Costs and accuracy of evaluation are just some of the factors to consider for companies building generative AI. To get the best out of these models, they also have to think about what they are actually capable of.

Limitations of Generative AI Models

Generative AI models of today are great at many things. They can help you with writing up professional emails, translating thousands of different languages, and even help you write your very own original theme song. However, have you ever asked it to generate a picture of a human hand holding a pencil? You may come across a very dysmorphic image with the hand’s fingers going every which way. The most common challenge is that the fingers don’t really look human-like.

The technology is notable in generating realistic images of landscapes and people’s faces, but it still has its limitations. Images of hands and fingers have proven to be a challenge for several big AI image generators such as Dall-E and Midjourney. Even though it has been trained on images of hands and fingers, no one has explicitly told the model that human fingers are not meant to bend backwards. Yes, AI has been trained on millions of images of hands, but it has seen hands in millions of different variations, from different views and positions as well. So after learning from all these data points, when it’s asked to generate a hand it may choose to return an output that is not very handy!

At the moment, we need to be very specific with the prompts we provide for generative AI models to return accurate images. Some developers are considering training AI with a very specific data set of hands, or even manually coding in the constraints of human hands into the algorithms. There are other limitations to generative AI, one of them being the data that backs its learning is the internet, and we all know what a circus the internet is. Nevertheless, such limitations are not permanent as we have some of the sharpest minds working on these challenges. Besides, these challenges are far outweighed by the value the technology adds.

And, as AI continues to learn through feedback loops and reinforcement learning, its use cases and advantages will expand as well.

Uses and Benefits of Generative AI Models

The biggest appeal there is to generative AI is that it can help automate repetitive content work, freeing up time to focus efforts and attention on more highly regarded tasks. Other uses span over many different industries, from chatbots in customer service and designing new products, to writing scripts for movies and helping in pharmaceutical drug development.

Generative AI enables the creation of new content, augments limited datasets, solves complex problems, personalized experiences, aids in prototyping and simulation, and assists in artistic expression and design. It fosters creativity, improves recommendation systems, optimizes solutions, and accelerates innovation across various domains.

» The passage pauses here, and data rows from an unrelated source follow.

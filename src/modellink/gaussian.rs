//! Analytic Gaussian models with a known answer.
//!
//! `f(x) = A * exp(-(x - B)^2 / (2 C^2))`, observed at a few positions `x`.
//! The observational data is generated from the parameter estimates, so a
//! correct history match keeps the estimates plausible.

use super::ModelLink;
use crate::models::{DataIdx, DataPoint, HistMatchError, ModelOutputSet, ModelParameter, ParSet, Result};
use std::collections::BTreeMap;

/// Gaussian bump model with amplitude, centre and (optionally fixed) width.
#[derive(Debug, Clone)]
pub struct GaussianLink {
    name: String,
    params: Vec<ModelParameter>,
    data: Vec<DataPoint>,
    /// Observation position of every data point, same order as `data`
    positions: Vec<f64>,
    /// Width used when the model has no width parameter
    fixed_width: f64,
}

impl GaussianLink {
    /// Two parameters: amplitude `A` and centre `B`, width fixed at 1.
    pub fn two_d() -> Self {
        Self::new(
            "gaussian_2d",
            vec![
                ModelParameter::new("A", 1.0, 5.0, Some(2.5)),
                ModelParameter::new("B", 1.0, 3.0, Some(2.0)),
            ],
            &[1.0, 2.0, 3.0],
            0.05,
        )
    }

    /// Three parameters: amplitude `A`, centre `B` and width `C`.
    pub fn three_d() -> Self {
        Self::new(
            "gaussian_3d",
            vec![
                ModelParameter::new("A", 1.0, 5.0, Some(2.5)),
                ModelParameter::new("B", 1.0, 3.0, Some(2.0)),
                ModelParameter::new("C", 0.5, 1.5, Some(1.0)),
            ],
            &[1.0, 1.5, 2.0, 2.5, 3.0],
            0.05,
        )
    }

    /// Build a model observed at `positions`, with data taken from the estimates.
    pub fn new(name: &str, params: Vec<ModelParameter>, positions: &[f64], err: f64) -> Self {
        let mut link = Self {
            name: name.to_string(),
            params,
            data: Vec::new(),
            positions: positions.to_vec(),
            fixed_width: 1.0,
        };
        let truth: ParSet = link
            .params
            .iter()
            .map(|p| p.estimate.unwrap_or(0.5 * (p.lower + p.upper)))
            .collect();
        link.data = positions
            .iter()
            .map(|&x| DataPoint::new(format_position(x), link.eval_at(&truth, x), err))
            .collect();
        link
    }

    /// Replace the observational data (keeps positions matched by index).
    pub fn with_data(mut self, data: Vec<DataPoint>) -> Self {
        self.data = data;
        self
    }

    fn eval_at(&self, par: &[f64], x: f64) -> f64 {
        let amp = par[0];
        let centre = par[1];
        let width = par.get(2).copied().unwrap_or(self.fixed_width);
        amp * (-(x - centre).powi(2) / (2.0 * width * width)).exp()
    }

    fn position(&self, idx: &DataIdx) -> Result<f64> {
        self.data
            .iter()
            .position(|d| &d.idx == idx)
            .and_then(|i| self.positions.get(i).copied())
            .or_else(|| idx.0.parse().ok())
            .ok_or_else(|| HistMatchError::Model(format!("unknown data point {idx}")))
    }
}

fn format_position(x: f64) -> String {
    if x.fract() == 0.0 {
        format!("{}", x as i64)
    } else {
        format!("{x}")
    }
}

impl ModelLink for GaussianLink {
    fn name(&self) -> &str {
        &self.name
    }

    fn parameters(&self) -> &[ModelParameter] {
        &self.params
    }

    fn data(&self) -> &[DataPoint] {
        &self.data
    }

    fn call_model(
        &self,
        _emul_i: usize,
        sam_set: &[ParSet],
        data_idx: &[DataIdx],
    ) -> Result<ModelOutputSet> {
        let mut values = BTreeMap::new();
        for idx in data_idx {
            let x = self.position(idx)?;
            values.insert(
                idx.clone(),
                sam_set.iter().map(|par| self.eval_at(par, x)).collect(),
            );
        }
        Ok(ModelOutputSet {
            values,
            err_var: None,
        })
    }
}

#[cfg(test)]
mod tests {
    use super::*;

    #[test]
    fn test_data_matches_estimates() {
        let link = GaussianLink::two_d();
        let idx: Vec<DataIdx> = link.data().iter().map(|d| d.idx.clone()).collect();
        let out = link.call_model(1, &[vec![2.5, 2.0]], &idx).unwrap();
        for d in link.data() {
            assert!((out.column(&d.idx).unwrap()[0] - d.value).abs() < 1e-12);
        }
        assert_eq!(link.data()[1].idx, DataIdx::from("2"));
        assert!((link.data()[1].value - 2.5).abs() < 1e-12);
    }

    #[test]
    fn test_width_parameter_used() {
        let link = GaussianLink::three_d();
        let idx = vec![DataIdx::from("3")];
        let narrow = link.call_model(1, &[vec![2.5, 2.0, 0.5]], &idx).unwrap();
        let wide = link.call_model(1, &[vec![2.5, 2.0, 1.5]], &idx).unwrap();
        assert!(narrow.column(&idx[0]).unwrap()[0] < wide.column(&idx[0]).unwrap()[0]);
    }
}
//! The history-matching pipeline.
//!
//! Pipeline flow per iteration:
//! Samples → Model evaluations → Active parameters → Regression → Gaussian
//! process → Implausibility analysis → Plausible samples for the next iteration
//!
//! Epistemic foundation:
//! - K_i: Every rank holds the same iterations; only the controller owns the store
//! - K_i: Each construction stage is committed before it is marked done
//! - B_i: Model evaluation, store access and user input may fail → Result
//! - I^R: All tuning comes from [`Config`]

mod analyze;
mod construct;
mod details;
mod evaluate;
mod projection;

pub use details::*;
pub use projection::*;

use crate::checkpoint::{ConstructionState, Iteration, IterationStore, PipelineMeta};
use crate::emulator::{Criterion, Emulator, SampleSpace};
use crate::modellink::{check_model_link, ModelLink};
use crate::models::{
    Config, DataPoint, HistMatchError, ParRef, PotActiveSetting, RequestWarning, Result,
};
use crate::worker::{share, CommandRegistry, Communicator, Frame};
use indicatif::{ProgressBar, ProgressStyle};
use rand::SeedableRng;
use rand_xoshiro::Xoshiro256PlusPlus;
use std::sync::Arc;
use tracing::{info, warn};

/// Random stream used by one kind of draw within an iteration.
#[derive(Debug, Clone, Copy)]
pub(crate) enum RngStream {
    Sampling = 0,
    Analysis = 1,
    Projection = 2,
    Mock = 3,
}

/// History-matching pipeline on one rank.
pub struct Pipeline {
    pub(crate) config: Config,
    pub(crate) model: Arc<dyn ModelLink>,
    pub(crate) comm: Box<dyn Communicator>,
    pub(crate) space: SampleSpace,
    /// Parameters allowed to become active
    pub(crate) pot_active: Vec<bool>,
    pub(crate) emulator: Emulator,
    pub(crate) meta: PipelineMeta,
    /// Controller only
    pub(crate) store: Option<IterationStore>,
    pub(crate) warnings: Vec<RequestWarning>,
    pub(crate) registry: CommandRegistry,
    pub(crate) frames: Vec<Frame>,
}

impl Pipeline {
    /// Create a pipeline and load (or create) its store.
    ///
    /// Collective: every rank must call this with the same configuration and model.
    ///
    /// B_i(criterion, pot_active_par and model valid) → typed error
    /// B_i(store matches the model) → Input / Request error
    pub fn new(config: Config, model: Arc<dyn ModelLink>, comm: Box<dyn Communicator>) -> Result<Self> {
        config.validate()?;
        check_model_link(model.as_ref())?;
        let criterion = Criterion::from_setting(config.emulator.criterion.as_ref())?;
        let space = SampleSpace::new(model.parameters().to_vec(), criterion)?;
        let pot_active = resolve_pot_active(config.emulator.pot_active_par.as_ref(), model.as_ref())?;

        let loaded = if comm.is_controller() {
            Some(Self::open_store(&config, model.as_ref()))
        } else {
            None
        };
        let (store, local) = match loaded {
            Some(Ok((store, meta, iterations))) => (Some(store), Some(Ok((meta, iterations)))),
            Some(Err(e)) => (None, Some(Err(e))),
            None => (None, None),
        };
        let (meta, iterations): (PipelineMeta, Vec<Iteration>) = share(comm.as_ref(), local)?;

        info!(
            rank = comm.rank(),
            size = comm.size(),
            model = model.name(),
            n_par = model.n_par(),
            n_iterations = iterations.len(),
            "Pipeline ready"
        );

        Ok(Self {
            config,
            model,
            comm,
            space,
            pot_active,
            emulator: Emulator::from_iterations(iterations),
            meta,
            store,
            warnings: Vec::new(),
            registry: CommandRegistry::with_builtins(),
            frames: Vec::new(),
        })
    }

    fn open_store(config: &Config, model: &dyn ModelLink) -> Result<(IterationStore, PipelineMeta, Vec<Iteration>)> {
        let store = IterationStore::open(&config.store.working_dir)?;
        let meta = match store.load_meta()? {
            Some(meta) => {
                IterationStore::verify_meta(&meta, model.parameters())?;
                meta
            }
            None => {
                let meta = PipelineMeta::new(model.name(), model.parameters().to_vec(), model.data().to_vec());
                store.save_meta(&meta)?;
                info!(dir = %config.store.working_dir.display(), "Created new store");
                meta
            }
        };
        let iterations = store.load_iterations()?;
        Ok((store, meta, iterations))
    }

    /// Latest iteration number, 0 before the first construction.
    pub fn emul_i(&self) -> usize {
        self.emulator.latest()
    }

    pub fn iteration(&self, emul_i: usize) -> Option<&Iteration> {
        self.emulator.iteration(emul_i)
    }

    /// Construction state of an iteration (latest when `None`).
    pub fn state(&self, emul_i: Option<usize>) -> ConstructionState {
        let k = emul_i.unwrap_or_else(|| self.emul_i());
        ConstructionState::of(self.emulator.iteration(k))
    }

    /// Warnings recorded so far.
    pub fn warnings(&self) -> &[RequestWarning] {
        &self.warnings
    }

    pub fn rank(&self) -> usize {
        self.comm.rank()
    }

    pub fn is_controller(&self) -> bool {
        self.comm.is_controller()
    }

    pub fn comm(&self) -> &dyn Communicator {
        self.comm.as_ref()
    }

    pub fn config(&self) -> &Config {
        &self.config
    }

    pub fn model(&self) -> &dyn ModelLink {
        self.model.as_ref()
    }

    pub fn emulator(&self) -> &Emulator {
        &self.emulator
    }

    /// Observational data new iterations are matched against.
    pub(crate) fn current_data(&self) -> Vec<DataPoint> {
        match (&self.meta.mock_data, self.config.emulator.use_mock.enabled()) {
            (Some(mock), true) => mock.clone(),
            _ => self.model.data().to_vec(),
        }
    }

    pub(crate) fn warn(&mut self, emul_i: Option<usize>, message: String) {
        if self.is_controller() {
            warn!(emul_i = ?emul_i, "{message}");
        }
        self.warnings.push(RequestWarning { emul_i, message });
    }

    /// Seeded generator for one kind of draw in iteration `emul_i`.
    pub(crate) fn rng(&self, emul_i: usize, stream: RngStream) -> Xoshiro256PlusPlus {
        let mut rng = Xoshiro256PlusPlus::seed_from_u64(self.config.emulator.seed.wrapping_add(emul_i as u64));
        for _ in 0..stream as usize {
            rng.long_jump();
        }
        rng
    }

    /// Commit an iteration (controller) and give every rank the committed copy.
    pub(crate) fn commit(&mut self, emul_i: usize) -> Result<()> {
        let local = if self.is_controller() {
            Some(self.save_local(emul_i))
        } else {
            None
        };
        let committed: Iteration = share(self.comm.as_ref(), local)?;
        self.emulator.insert(committed);
        Ok(())
    }

    fn save_local(&self, emul_i: usize) -> Result<Iteration> {
        let iteration = self
            .emulator
            .iteration(emul_i)
            .ok_or_else(|| HistMatchError::Internal(format!("iteration {emul_i} is not in memory")))?;
        if let Some(store) = &self.store {
            store.save_iteration(iteration)?;
        }
        Ok(iteration.clone())
    }

    /// Save the metadata (controller) and share it.
    pub(crate) fn commit_meta(&mut self) -> Result<()> {
        let local = if self.is_controller() {
            Some(match &self.store {
                Some(store) => store.save_meta(&self.meta).map(|_| self.meta.clone()),
                None => Ok(self.meta.clone()),
            })
        } else {
            None
        };
        self.meta = share(self.comm.as_ref(), local)?;
        Ok(())
    }

    /// Progress bar on the controller, hidden unless enabled.
    pub(crate) fn progress_bar(&self, len: usize, message: &'static str) -> ProgressBar {
        if !(self.config.emulator.progress && self.is_controller()) {
            return ProgressBar::hidden();
        }
        let pb = ProgressBar::new(len as u64);
        if let Ok(style) =
            ProgressStyle::default_bar().template("[{elapsed_precise}] {bar:40.cyan/blue} {pos}/{len} ({percent}%) {msg}")
        {
            pb.set_style(style.progress_chars("##-"));
        }
        pb.set_message(message);
        pb
    }
}

/// Resolve `pot_active_par` into a mask over the model parameters.
///
/// B_i(list, not a bool) → Type error
/// B_i(non-empty) → Value error
/// B_i(every entry names a parameter) → Input error
pub fn resolve_pot_active(setting: Option<&PotActiveSetting>, model: &dyn ModelLink) -> Result<Vec<bool>> {
    let params = model.parameters();
    match setting {
        None => Ok(vec![true; params.len()]),
        Some(PotActiveSetting::Flag(b)) => Err(HistMatchError::Type(format!(
            "pot_active_par must be a list of parameter names or indices, not the bool {b}"
        ))),
        Some(PotActiveSetting::List(refs)) if refs.is_empty() => Err(HistMatchError::Value(
            "pot_active_par must name at least one parameter".to_string(),
        )),
        Some(PotActiveSetting::List(refs)) => {
            let mut mask = vec![false; params.len()];
            for r in refs {
                mask[par_index(r, model)?] = true;
            }
            Ok(mask)
        }
    }
}

/// Index of a referenced parameter.
///
/// B_i(reference names a parameter) → Input error
pub fn par_index(r: &ParRef, model: &dyn ModelLink) -> Result<usize> {
    let params = model.parameters();
    let idx = match r {
        ParRef::Index(i) => (*i < params.len()).then_some(*i),
        ParRef::Name(name) => params.iter().position(|p| &p.name == name),
    };
    idx.ok_or_else(|| HistMatchError::Input(format!("unknown model parameter {r}")))
}

#[cfg(test)]
mod tests {
    use super::*;
    use crate::modellink::GaussianLink;

    #[test]
    fn test_pot_active_resolution() {
        let link = GaussianLink::three_d();
        assert_eq!(resolve_pot_active(None, &link).unwrap(), vec![true; 3]);
        let list = PotActiveSetting::List(vec![ParRef::from("C"), ParRef::from(0)]);
        assert_eq!(resolve_pot_active(Some(&list), &link).unwrap(), vec![true, false, true]);
        assert!(matches!(
            resolve_pot_active(Some(&PotActiveSetting::Flag(true)), &link),
            Err(HistMatchError::Type(_))
        ));
        assert!(matches!(
            resolve_pot_active(Some(&PotActiveSetting::List(vec![])), &link),
            Err(HistMatchError::Value(_))
        ));
        let unknown = PotActiveSetting::List(vec![ParRef::from("Z")]);
        assert!(matches!(
            resolve_pot_active(Some(&unknown), &link),
            Err(HistMatchError::Input(_))
        ));
    }
}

Generative AI - The Future Outlook

Currently, generative AI sparks a lot of debate. It has had notable success in the creative and coding industries, but people still fear it may take over their jobs. It has helped organizations streamline processes and optimize operations, but there is still apprehension on data privacy issues. As we move ahead with generative AI, we must take into account areas where there is friction and address them appropriately.

Research has suggested that AI will not take jobs away, rather evolve current ones and create new opportunities too. AI service providers will see a need for creating ethical generative AI models that have increased focus on data control and security. Mistral AI is on a mission to show it can be done, by announcing the development of generative AI that meets the EU government standards and market concerns.

Improving the generative AI models in such ways will get more people to trust the technology and have it become a more practical part of their lives. Generative AI represents an exciting frontier in the field of AI, enabling machines to create content that was once exclusive to human effort.